Health & Medicine
February 15, 2020

Old medication, new cure? Arsenic and autoimmune diseases

A staggering 8-10% of the world’s population is affected by autoimmune diseases. This group of conditions, where the body’s immune system attacks one’s healthy cells, includes common diseases such as multiple sclerosis, Lupus and type 1 diabetes. Medsenic, a French biotech is investigating the use of arsenic salts, strikingly successful in acute promyelocytic leukaemia, in an entirely new area: autoimmune diseases. Professor François Rieger and his colleagues are successfully exploiting the new possibilities offered by the therapeutic use of arsenic salts for the treatment of selected autoimmune diseases. The aim is to correct, at its source, the dysfunction of the immune system in severe autoimmune diseases, ultimately leading to a cure.

Autoimmune diseases, in which the body’s immune system mistakenly attacks healthy cells, are surprisingly common. They include widespread conditions like diabetes type 1, multiple sclerosis, Lupus or rheumatoid arthritis, as well as rarer diseases such as systemic sclerosis and dermatomyositis. At present, there is unfortunately no cure for most of the dozens of clinically recognised autoimmune diseases. Most autoimmune diseases share a number of significant characteristics: there is no obvious cause, susceptibility depends on a combination of multiple genes (i.e. it is multigenic), and, although there may be suspected environmental causes, none have been proven.
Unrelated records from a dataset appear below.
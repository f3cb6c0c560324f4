//! Authenticated encryption of credential records
//!
//! Uses XChaCha20-Poly1305 (192-bit nonce).
//! Key size: 32 bytes.  IV: 24 bytes (random per seal).  Tag: 16 bytes.
//!
//! The remote store keeps the iv next to the ciphertext, so unlike a
//! single-blob wire format the two travel as separate fields of `Sealed`.

use chacha20poly1305::{
    aead::{Aead, AeadCore, KeyInit, OsRng as AeadOsRng, Payload},
    XChaCha20Poly1305, XNonce,
};
use zeroize::Zeroizing;

use crate::error::CryptoError;
use crate::kdf::SessionKey;

pub const IV_LEN: usize = 24;

/// Associated data bound into every record tag.
const RECORD_AAD: &[u8] = b"lockbox-record-v1";

/// Output of a seal: ciphertext (with tag) and the iv it was sealed under.
#[derive(Debug, Clone, PartialEq, Eq)]
pub struct Sealed {
    pub ciphertext: Vec<u8>,
    pub iv: Vec<u8>,
}

/// Encrypt `plaintext` under `key` with a fresh random iv.
pub fn seal(key: &SessionKey, plaintext: &[u8]) -> Result<Sealed, CryptoError> {
    let cipher = XChaCha20Poly1305::new_from_slice(key.as_bytes())
        .map_err(|_| CryptoError::AeadEncrypt)?;

    let nonce = XChaCha20Poly1305::generate_nonce(&mut AeadOsRng);

    let ciphertext = cipher
        .encrypt(
            &nonce,
            Payload {
                msg: plaintext,
                aad: RECORD_AAD,
            },
        )
        .map_err(|_| CryptoError::AeadEncrypt)?;

    Ok(Sealed {
        ciphertext,
        iv: nonce.to_vec(),
    })
}

/// Decrypt a record sealed by `seal`.
pub fn open(
    key: &SessionKey,
    ciphertext: &[u8],
    iv: &[u8],
) -> Result<Zeroizing<Vec<u8>>, CryptoError> {
    if iv.len() != IV_LEN {
        return Err(CryptoError::AeadDecrypt);
    }
    let nonce = XNonce::from_slice(iv);

    let cipher = XChaCha20Poly1305::new_from_slice(key.as_bytes())
        .map_err(|_| CryptoError::AeadDecrypt)?;

    let plaintext = cipher
        .decrypt(
            nonce,
            Payload {
                msg: ciphertext,
                aad: RECORD_AAD,
            },
        )
        .map_err(|_| CryptoError::AeadDecrypt)?;

    Ok(Zeroizing::new(plaintext))
}
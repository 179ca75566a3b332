use actix_web::{dev::Service, web, App, HttpServer};
use std::io;
use std::time::Instant;
use tracing::info;
use tracing_subscriber::{layer::SubscriberExt, util::SubscriberInitExt};

use feed_service::config::Config;
use feed_service::handlers::configure_routes;
use feed_service::AppState;

#[actix_web::main]
async fn main() -> io::Result<()> {
    // Local .env is optional
    let _ = dotenvy::dotenv();

    // Structured JSON logging
    tracing_subscriber::registry()
        .with(
            tracing_subscriber::EnvFilter::try_from_default_env()
                .unwrap_or_else(|_| "info,actix_web=info".into()),
        )
        .with(
            tracing_subscriber::fmt::layer()
                .json()
                .with_current_span(true)
                .with_span_list(true)
                .with_thread_ids(true)
                .with_line_number(true)
                .with_file(true)
                .with_target(true),
        )
        .init();

    // Load configuration
    let config = match Config::from_env() {
        Ok(cfg) => cfg,
        Err(e) => {
            tracing::error!("Configuration loading failed: {:#}", e);
            eprintln!("ERROR: Failed to load configuration: {}", e);
            std::process::exit(1);
        }
    };

    info!("Starting feed-service v{}", env!("CARGO_PKG_VERSION"));
    info!("Environment: {}", config.app.env);

    if let Err(e) = feed_cache::CacheMetrics::register(prometheus::default_registry()) {
        tracing::warn!("Cache metrics registration failed: {}", e);
    }

    let state = match AppState::build(&config).await {
        Ok(state) => web::Data::new(state),
        Err(e) => {
            tracing::error!("Service initialization failed: {:#}", e);
            eprintln!("ERROR: Failed to initialize service: {}", e);
            std::process::exit(1);
        }
    };

    let bind_addr = format!("{}:{}", config.app.host, config.app.port);
    info!("HTTP server listening on {}", bind_addr);

    HttpServer::new(move || {
        App::new()
            .app_data(state.clone())
            .wrap_fn(|req, srv| {
                let method = req.method().to_string();
                let path = req.path().to_string();
                let start = Instant::now();

                let fut = srv.call(req);
                async move {
                    let res = fut.await;
                    let status = match &res {
                        Ok(res) => res.status().as_u16(),
                        Err(_) => 500,
                    };
                    tracing::debug!(
                        method = %method,
                        path = %path,
                        status,
                        elapsed_ms = start.elapsed().as_millis() as u64,
                        "HTTP request"
                    );
                    res
                }
            })
            .configure(configure_routes)
    })
    .bind(bind_addr)?
    .run()
    .await
}
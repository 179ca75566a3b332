use feed_cache::{CacheClient, CacheKey};
use feed_service::config::FeedConfig;
use feed_service::models::{Comment, Post, ReactionKind};
use feed_service::storage::{CommentStore, DocumentStore, PostStore, StorageBackend};
use feed_service::{AppState, InvalidationHub};
use std::sync::Arc;
use uuid::Uuid;

struct Fixture {
    state: AppState,
    cache: CacheClient,
    post: Post,
    comment: Comment,
}

async fn fixture() -> Fixture {
    let store = Arc::new(DocumentStore::new());
    let cache = CacheClient::in_memory();
    let backend: Arc<dyn StorageBackend> = store.clone();
    let state = AppState::from_parts(backend, cache.clone(), FeedConfig::default());

    let post = store
        .create_post(&Post::new(Uuid::new_v4(), "hello", None))
        .await
        .unwrap();
    let comment = store
        .create_comment(&Comment::new(post.id, Uuid::new_v4(), "first"))
        .await
        .unwrap();

    Fixture {
        state,
        cache,
        post,
        comment,
    }
}

/// Read every derived value so each one is cached
async fn warm(f: &Fixture, user: Uuid, comment_id: Option<Uuid>) {
    let reactions = &f.state.reactions;
    reactions.has_reacted(user, f.post.id, comment_id).await.unwrap();
    reactions.count_for(f.post.id, comment_id).await.unwrap();
    reactions
        .reaction_status(f.post.id, user, comment_id)
        .await
        .unwrap();
    if comment_id.is_some() {
        // Post-level entries are cleared by comment reactions too
        warm_post_level(f, user).await;
    }
}

async fn warm_post_level(f: &Fixture, user: Uuid) {
    let reactions = &f.state.reactions;
    reactions.has_reacted(user, f.post.id, None).await.unwrap();
    reactions.count_for(f.post.id, None).await.unwrap();
    reactions.reaction_status(f.post.id, user, None).await.unwrap();
}

fn cached_reaction_keys(f: &Fixture, user: Uuid, comment_id: Option<Uuid>) -> Vec<String> {
    let memory = f.cache.memory().unwrap();
    InvalidationHub::reaction_keys(user, f.post.id, comment_id)
        .into_iter()
        .filter(|key| memory.contains(key))
        .collect()
}

#[tokio::test]
async fn test_upsert_then_remove_restores_count() {
    let f = fixture().await;
    let user = Uuid::new_v4();
    let reactions = &f.state.reactions;

    let before = reactions.count_for(f.post.id, None).await.unwrap();
    reactions
        .upsert(user, f.post.id, None, ReactionKind::Haha)
        .await
        .unwrap();
    assert_eq!(reactions.count_for(f.post.id, None).await.unwrap(), before + 1);

    assert!(reactions.remove(user, f.post.id, None).await.unwrap());
    assert_eq!(reactions.count_for(f.post.id, None).await.unwrap(), before);
    assert_eq!(f.state.posts.get_post(f.post.id).await.unwrap().likes(), 0);
}

#[tokio::test]
async fn test_upsert_and_remove_clear_the_same_entries() {
    let f = fixture().await;
    let user = Uuid::new_v4();
    let reactions = &f.state.reactions;

    for comment_id in [None, Some(f.comment.id)] {
        warm(&f, user, comment_id).await;
        let warmed = cached_reaction_keys(&f, user, comment_id);
        assert!(!warmed.is_empty());

        reactions
            .upsert(user, f.post.id, comment_id, ReactionKind::Like)
            .await
            .unwrap();
        assert!(cached_reaction_keys(&f, user, comment_id).is_empty());

        warm(&f, user, comment_id).await;
        assert_eq!(cached_reaction_keys(&f, user, comment_id), warmed);

        reactions.remove(user, f.post.id, comment_id).await.unwrap();
        assert!(cached_reaction_keys(&f, user, comment_id).is_empty());
    }
}

#[tokio::test]
async fn test_has_reacted_follows_writes() {
    let f = fixture().await;
    let user = Uuid::new_v4();
    let reactions = &f.state.reactions;

    assert!(!reactions.has_reacted(user, f.post.id, None).await.unwrap());

    reactions
        .upsert(user, f.post.id, None, ReactionKind::Sad)
        .await
        .unwrap();
    assert!(reactions.has_reacted(user, f.post.id, None).await.unwrap());
    assert!(!reactions
        .has_reacted(user, f.post.id, Some(f.comment.id))
        .await
        .unwrap());

    reactions.remove(user, f.post.id, None).await.unwrap();
    assert!(!reactions.has_reacted(user, f.post.id, None).await.unwrap());
}

#[tokio::test]
async fn test_status_reflects_kind_change() {
    let f = fixture().await;
    let user = Uuid::new_v4();
    let other = Uuid::new_v4();
    let reactions = &f.state.reactions;

    reactions
        .upsert(user, f.post.id, None, ReactionKind::Like)
        .await
        .unwrap();
    reactions
        .upsert(other, f.post.id, None, ReactionKind::Like)
        .await
        .unwrap();
    let status = reactions.reaction_status(f.post.id, user, None).await.unwrap();
    assert_eq!(status.likes_count, 2);
    assert_eq!(status.reaction_counts.get(&ReactionKind::Like), Some(&2));

    reactions
        .upsert(user, f.post.id, None, ReactionKind::Angry)
        .await
        .unwrap();
    let status = reactions.reaction_status(f.post.id, user, None).await.unwrap();
    assert_eq!(status.likes_count, 2);
    assert_eq!(status.user_reaction, Some(ReactionKind::Angry));
    assert_eq!(status.reaction_counts.get(&ReactionKind::Like), Some(&1));
    assert_eq!(status.reaction_counts.get(&ReactionKind::Angry), Some(&1));

    // Changing kind does not double count the post counter
    assert_eq!(f.state.posts.get_post(f.post.id).await.unwrap().likes(), 2);
}

#[tokio::test]
async fn test_comment_reactions_do_not_touch_post_counter() {
    let f = fixture().await;
    let user = Uuid::new_v4();
    let reactions = &f.state.reactions;

    reactions
        .upsert(user, f.post.id, Some(f.comment.id), ReactionKind::Wow)
        .await
        .unwrap();

    assert_eq!(reactions.count_for(f.post.id, Some(f.comment.id)).await.unwrap(), 1);
    assert_eq!(reactions.count_for(f.post.id, None).await.unwrap(), 0);
    assert_eq!(f.state.posts.get_post(f.post.id).await.unwrap().likes(), 0);
    assert!(f
        .cache
        .memory()
        .unwrap()
        .contains(&CacheKey::comment_likes_count(f.comment.id)));
}

#[tokio::test]
async fn test_deleted_post_leaves_no_reaction_state_behind() {
    let f = fixture().await;
    let reader = Uuid::new_v4();
    let reactor = Uuid::new_v4();
    let reactions = &f.state.reactions;

    reactions
        .upsert(reactor, f.post.id, None, ReactionKind::Like)
        .await
        .unwrap();
    reactions
        .upsert(reactor, f.post.id, Some(f.comment.id), ReactionKind::Love)
        .await
        .unwrap();
    warm(&f, reactor, Some(f.comment.id)).await;
    warm_post_level(&f, reader).await;
    assert_eq!(reactions.count_for(f.post.id, None).await.unwrap(), 1);
    assert!(reactions.has_reacted(reactor, f.post.id, None).await.unwrap());

    f.state.posts.delete_post(f.post.user_id, f.post.id).await.unwrap();

    let memory = f.cache.memory().unwrap();
    for key in [
        CacheKey::post_likes_count(f.post.id),
        CacheKey::post_reaction_counts(f.post.id),
        CacheKey::user_like_status(reactor, f.post.id),
        CacheKey::user_like_status(reader, f.post.id),
        CacheKey::user_reaction_type(reactor, f.post.id),
        CacheKey::comment_likes_count(f.comment.id),
        CacheKey::user_comment_like_status(reactor, f.comment.id),
    ] {
        assert!(!memory.contains(&key), "{key} survived post deletion");
    }
    assert_eq!(reactions.count_for(f.post.id, None).await.unwrap(), 0);
    assert!(!reactions.has_reacted(reactor, f.post.id, None).await.unwrap());
    assert!(!reactions
        .has_reacted(reactor, f.post.id, Some(f.comment.id))
        .await
        .unwrap());
}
Although there is no definitive cure for any autoimmune disease, there are some medications which will interfere with the course of these diseases or even correct some symptoms, albeit for too short a time. Two classes of these medications are 1) corticosteroids, which cause non-specific immunosuppression but can have serious side effects, especially if used for a long time, and 2) other immunosuppressive drugs, one example being the anti TNF-alpha antibody, which is given to people with rheumatoid arthritis to help block the over-activity of the immune system. However, none of these treatments can achieve a true cure, which would involve the return of the activated immune system to a normal state.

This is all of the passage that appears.